Le CrossFit est une activité que l’on fait en groupe. C’est une activité collective. Il y a quelque chose de très festif, communautaire. On traverse tous ensemble la difficulté. Je trouve ça très motivant. Le défi est là à chaque cours. J’adore cette communauté de mouvement. Dans une classe technique de danse, je fais la classe pour moi, je fais ma recherche d’improvisation pour moi. Je recherchais davantage l’effet de communauté dans l’exercice physique. J’avais aussi besoin de sortir de l’idée de « performer ». On dirait que dans la classe technique, il y avait un peu l’idée de devoir « performer » devant mes comparses. Et dans un cours de Crossfit, je n’ai absolument pas cela. En ce moment, c’est agréable. Je fais mes trucs à 7h le matin et je suis bien à l’aise. Il n’y a pas d’autres danseurs.

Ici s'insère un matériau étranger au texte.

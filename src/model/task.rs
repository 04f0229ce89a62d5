use serde::{Deserialize, Serialize};

use super::Status;
use crate::input::InputRow;
use crate::report::Record;

/// Body of `POST /tasks`. Blank optional columns are left out entirely:
/// the API treats a missing key differently from an empty string.
#[derive(Debug, Clone, PartialEq, Serialize)]
pub struct TaskPayload {
    pub name: String,
    pub projects: Vec<String>,
    #[serde(skip_serializing_if = "Option::is_none")]
    pub notes: Option<String>,
    #[serde(skip_serializing_if = "Option::is_none")]
    pub assignee: Option<String>,
    #[serde(skip_serializing_if = "Option::is_none")]
    pub due_on: Option<String>,
    #[serde(skip_serializing_if = "Option::is_none")]
    pub start_on: Option<String>,
    #[serde(skip_serializing_if = "Option::is_none")]
    pub followers: Option<Vec<String>>,
}

impl TaskPayload {
    pub fn from_row(row: &InputRow) -> Self {
        Self {
            name: row.get_or_empty("name").to_string(),
            projects: vec![row.get_or_empty("project_gid").to_string()],
            notes: row.get("notes").map(String::from),
            assignee: row.get("assignee_gid").map(String::from),
            due_on: row.get("due_on").map(String::from),
            start_on: row.get("start_on").map(String::from),
            followers: parse_followers(row.get("followers")),
        }
    }
}

/// Split a `|`-delimited follower list. Blank entries are dropped and an
/// empty result is `None`.
pub fn parse_followers(raw: Option<&str>) -> Option<Vec<String>> {
    let ids: Vec<String> = raw?
        .split('|')
        .map(str::trim)
        .filter(|s| !s.is_empty())
        .map(String::from)
        .collect();
    if ids.is_empty() {
        None
    } else {
        Some(ids)
    }
}

/// One line of `tasks.created`.
#[derive(Debug, Clone, PartialEq, Serialize, Deserialize)]
pub struct TaskOutcome {
    pub status: Status,
    pub project_gid: String,
    pub task_gid: String,
    pub task_name: String,
    #[serde(default, skip_serializing_if = "Option::is_none")]
    pub due_on: Option<String>,
    #[serde(default, skip_serializing_if = "Option::is_none")]
    pub assignee_gid: Option<String>,
    #[serde(default, skip_serializing_if = "Option::is_none")]
    pub error: Option<String>,
}

impl TaskOutcome {
    /// Echoes the due date and assignee that were sent, empty when blank.
    pub fn created(payload: &TaskPayload, task_gid: String, task_name: String) -> Self {
        Self {
            status: Status::Created,
            project_gid: payload.projects.first().cloned().unwrap_or_default(),
            task_gid,
            task_name,
            due_on: Some(payload.due_on.clone().unwrap_or_default()),
            assignee_gid: Some(payload.assignee.clone().unwrap_or_default()),
            error: None,
        }
    }

    pub fn failed(row: &InputRow, error: String) -> Self {
        Self {
            status: Status::Failed,
            project_gid: row.get_or_empty("project_gid").to_string(),
            task_gid: String::new(),
            task_name: row.get_or_empty("name").to_string(),
            due_on: None,
            assignee_gid: None,
            error: Some(error),
        }
    }
}

impl Record for TaskOutcome {
    const CSV_HEADER: &'static [&'static str] = &[
        "status",
        "project_gid",
        "task_gid",
        "task_name",
        "assignee_gid",
        "due_on",
        "error",
    ];

    fn csv_values(&self) -> Vec<&str> {
        vec![
            self.status.as_str(),
            self.project_gid.as_str(),
            self.task_gid.as_str(),
            self.task_name.as_str(),
            self.assignee_gid.as_deref().unwrap_or(""),
            self.due_on.as_deref().unwrap_or(""),
            self.error.as_deref().unwrap_or(""),
        ]
    }

    fn status(&self) -> Status {
        self.status
    }

    fn label(&self) -> String {
        match &self.error {
            Some(err) => format!("{}: {err}", self.task_name),
            None => format!("{} ({})", self.task_name, self.task_gid),
        }
    }
}
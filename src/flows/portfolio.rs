use std::path::Path;

use async_trait::async_trait;
use serde_json::json;

use super::{dry_run_summary, execute, load_rows, print_payload, BatchOptions, RunSummary};
use crate::api::{self, AsanaApi};
use crate::batch::RowJob;
use crate::error::{Error, Result};
use crate::input::InputRow;
use crate::model::portfolio::{project_gid_of, MembershipOutcome, PortfolioOutcome, PortfolioPayload};
use crate::report::{write_reports, ReportPaths};

pub const CREATED_STEM: &str = "portfolio.created";
pub const ADDED_STEM: &str = "portfolio.added";

/// Create one portfolio and record it next to the other reports.
pub async fn create(
    api: &dyn AsanaApi,
    name: &str,
    workspace_gid: &str,
    output_dir: &Path,
) -> Result<(PortfolioOutcome, ReportPaths)> {
    println!("Creating portfolio: {name}");
    let payload = PortfolioPayload {
        name: name.to_string(),
        workspace: workspace_gid.to_string(),
    };
    let created = api::create_portfolio(api, &payload).await?;

    let outcome = PortfolioOutcome {
        name: created.name.unwrap_or(payload.name),
        portfolio_gid: created.gid,
        workspace_gid: workspace_gid.to_string(),
    };
    println!("✔ Portfolio created");
    println!("Name: {}", outcome.name);
    println!("GID: {}", outcome.portfolio_gid);

    let paths = ReportPaths::in_dir(output_dir, CREATED_STEM);
    write_reports(std::slice::from_ref(&outcome), &paths)?;
    Ok((outcome, paths))
}

struct AddToPortfolio<'a> {
    api: &'a dyn AsanaApi,
    portfolio_gid: &'a str,
}

#[async_trait]
impl RowJob for AddToPortfolio<'_> {
    type Outcome = MembershipOutcome;

    fn describe(&self, row: &InputRow) -> String {
        format!(
            "Adding: {} ({})",
            row.get_or_empty("name"),
            project_gid_of(row).unwrap_or("-")
        )
    }

    async fn run(&self, row: &InputRow) -> Result<MembershipOutcome> {
        let name = row.get_or_empty("name");
        let Some(project_gid) = project_gid_of(row) else {
            return Ok(MembershipOutcome::skipped(row));
        };
        api::add_project_to_portfolio(self.api, self.portfolio_gid, project_gid).await?;
        Ok(MembershipOutcome::added(name, project_gid))
    }

    fn failed(&self, row: &InputRow, error: &Error) -> MembershipOutcome {
        MembershipOutcome::failed(
            row.get_or_empty("name"),
            project_gid_of(row),
            error.to_string(),
        )
    }
}

/// Add every project listed in a previous report to `portfolio_gid`.
/// Lines without a project id are skipped rather than rejected.
pub async fn add_projects(
    api: &dyn AsanaApi,
    portfolio_gid: &str,
    opts: &BatchOptions,
) -> Result<RunSummary> {
    let rows = load_rows(&opts.input, &[])?;

    if opts.dry_run {
        for row in &rows {
            match project_gid_of(row) {
                Some(gid) => print_payload(row, &json!({ "portfolio": portfolio_gid, "item": gid }))?,
                None => println!("line {}: skipped (missing project_gid)", row.line()),
            }
        }
        return Ok(dry_run_summary(&rows));
    }

    let job = AddToPortfolio { api, portfolio_gid };
    execute(&rows, opts, &job, ADDED_STEM).await
}
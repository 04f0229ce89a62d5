use std::path::Path;

use crate::error::{Error, Result};
use crate::input::InputRow;

/// Check that every row carries each required field. Stops at the first gap.
pub fn validate_rows(rows: &[InputRow], required: &[&str], path: &Path) -> Result<()> {
    for (index, row) in rows.iter().enumerate() {
        if let Some(field) = required.iter().copied().find(|f| row.get(f).is_none()) {
            return Err(Error::validation(index + 2, field, path));
        }
    }
    Ok(())
}
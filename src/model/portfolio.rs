use serde::{Deserialize, Serialize};
use serde_json::{Map, Value};

use super::Status;
use crate::input::InputRow;
use crate::report::Record;

/// Body of `POST /portfolios`.
#[derive(Debug, Clone, PartialEq, Serialize)]
pub struct PortfolioPayload {
    pub name: String,
    pub workspace: String,
}

#[derive(Debug, Clone, PartialEq, Serialize)]
pub struct PortfolioOutcome {
    pub name: String,
    pub portfolio_gid: String,
    pub workspace_gid: String,
}

impl Record for PortfolioOutcome {
    const CSV_HEADER: &'static [&'static str] = &["name", "portfolio_gid", "workspace_gid"];

    fn csv_values(&self) -> Vec<&str> {
        vec![
            self.name.as_str(),
            self.portfolio_gid.as_str(),
            self.workspace_gid.as_str(),
        ]
    }

    fn status(&self) -> Status {
        Status::Created
    }

    fn label(&self) -> String {
        format!("{} ({})", self.name, self.portfolio_gid)
    }
}

/// Project id of a report line, accepting `gid` from older exports.
pub fn project_gid_of(row: &InputRow) -> Option<&str> {
    row.get("project_gid").or_else(|| row.get("gid"))
}

/// One line of `portfolio.added`.
#[derive(Debug, Clone, PartialEq, Serialize, Deserialize)]
pub struct MembershipOutcome {
    pub name: String,
    #[serde(default, skip_serializing_if = "Option::is_none")]
    pub project_gid: Option<String>,
    pub status: Status,
    #[serde(default, skip_serializing_if = "Option::is_none")]
    pub error: Option<String>,
    /// The input record, kept for skipped lines so they can be fixed by hand.
    #[serde(default, skip_serializing_if = "Option::is_none")]
    pub raw: Option<Map<String, Value>>,
}

impl MembershipOutcome {
    pub fn added(name: &str, project_gid: &str) -> Self {
        Self {
            name: name.to_string(),
            project_gid: Some(project_gid.to_string()),
            status: Status::Added,
            error: None,
            raw: None,
        }
    }

    pub fn failed(name: &str, project_gid: Option<&str>, error: String) -> Self {
        Self {
            name: name.to_string(),
            project_gid: project_gid.map(String::from),
            status: Status::Failed,
            error: Some(error),
            raw: None,
        }
    }

    pub fn skipped(row: &InputRow) -> Self {
        Self {
            name: row.get_or_empty("name").to_string(),
            project_gid: None,
            status: Status::Skipped,
            error: Some("missing project_gid".into()),
            raw: Some(row.raw()),
        }
    }
}

impl Record for MembershipOutcome {
    const CSV_HEADER: &'static [&'static str] = &["name", "project_gid", "status", "error"];

    fn csv_values(&self) -> Vec<&str> {
        vec![
            self.name.as_str(),
            self.project_gid.as_deref().unwrap_or(""),
            self.status.as_str(),
            self.error.as_deref().unwrap_or(""),
        ]
    }

    fn status(&self) -> Status {
        self.status
    }

    fn label(&self) -> String {
        let gid = self.project_gid.as_deref().unwrap_or("-");
        match &self.error {
            Some(err) => format!("{} ({gid}): {err}", self.name),
            None => format!("{} ({gid})", self.name),
        }
    }
}
//! Registry models
//!
//! Records as held by the subscription registry.

mod subscription;

pub use subscription::{Subscription, SubscriptionSummary};
//! API Controller modules

pub mod misc;
pub mod send_notification;
pub mod subscribe;
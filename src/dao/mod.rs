mod subscription;

pub use subscription::SubscriptionRegistry;
use clap::Parser;
use tracing::{error, info, Level};

use push_relay::{
    cli::{init_config, run_generate_keys, Cli, Commands},
    configuration::{AppState, State},
    error::Error,
    server,
};

#[tokio::main]
async fn main() -> Result<(), Error> {
    let result = app_main().await;

    if let Err(err) = &result {
        error!("{}", err);
    }

    result
}

async fn app_main() -> Result<(), Error> {
    let subscriber = tracing_subscriber::fmt()
        .compact()
        .with_level(true)
        .with_max_level(Level::INFO)
        .with_file(true)
        .with_line_number(true)
        .finish();

    tracing::subscriber::set_global_default(subscriber)?;

    let cli = Cli::parse();

    match cli.command {
        Some(Commands::GenerateKeys { force }) => run_generate_keys(force),
        Some(Commands::Serve) | None => run_server().await,
    }
}

async fn run_server() -> Result<(), Error> {
    let config = match init_config() {
        Ok(config) => config,
        Err(e) => return Err(Error::ConfigurationError(e.to_string())),
    };

    let state = State::new(config)?;
    let app_state = AppState::new(state);

    info!("VAPID public key: {}", app_state.vapid_public_key);

    server::server_task(&app_state).await
}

Mon dada dans le Crossfit, ce pourquoi j’aime faire ça, c’est le Mindset. Si le Crossfit est intéressant pour le dépassement, pour l’entrainement et pour la force, ce qui m’intéresse le plus, c’est d’ajouter la conscience d’esprit, la conscience corporelle, la conscience des os, etc. Même si je suis rendu à ma 100ème répétition, que je suis complètement au bout de mes ressources, est-ce que je suis encore capable d’avoir un cerveau qui reste concentré sur l’ergonomie de mon corps, du mouvement? C’est un entrainement de ne pas lâcher la présence même dans une situation de dépassement physique. Dans un tel moment, on est souvent moins conscient et l’aspect émotif embarque : « Je ne suis plus capable, comment je vais faire pour passer à travers! ». Comment, à la place, je peux rester dans un discours présent, conscient, disponible et vivant? C’est ça que j’aime dans le Crossfit. Je n’avais pas beaucoup ce défi dans les cours de danse parce que c’est rare que je me rende dans un espace où ça me pousse à un point où je ne suis vraiment plus capable de continuer, où je ne sais pas comment je vais passer à travers. Dans le Crossfit, je travaille ma capacité à rester dans le moment présent, à faire l’action en conscience, même dans l’effort physique intense. C’est ça qui me stimule dans le Crossfit. Quel est le chemin que je vais prendre pour passer à travers un effort extrême? Et c’est ça qui est trippant parce que je me dis « ok, là je ne suis plus capable, alors je vais penser à mes pieds » ou « ok, là je suis juste tanné, alors je vais penser à ce que je vois en ce moment » ou « là, ok, je ne suis plus capable, alors je vais penser à l’espace entre mes omoplates. Faire des choix à chaque fois, c’est une capacité que j’amène dans mon travail d’interprète sur scène. Je fais des choix beaucoup plus assumés en répétition et en spectacle – même lorsque le show dure une heure et que je suis parfois à bout.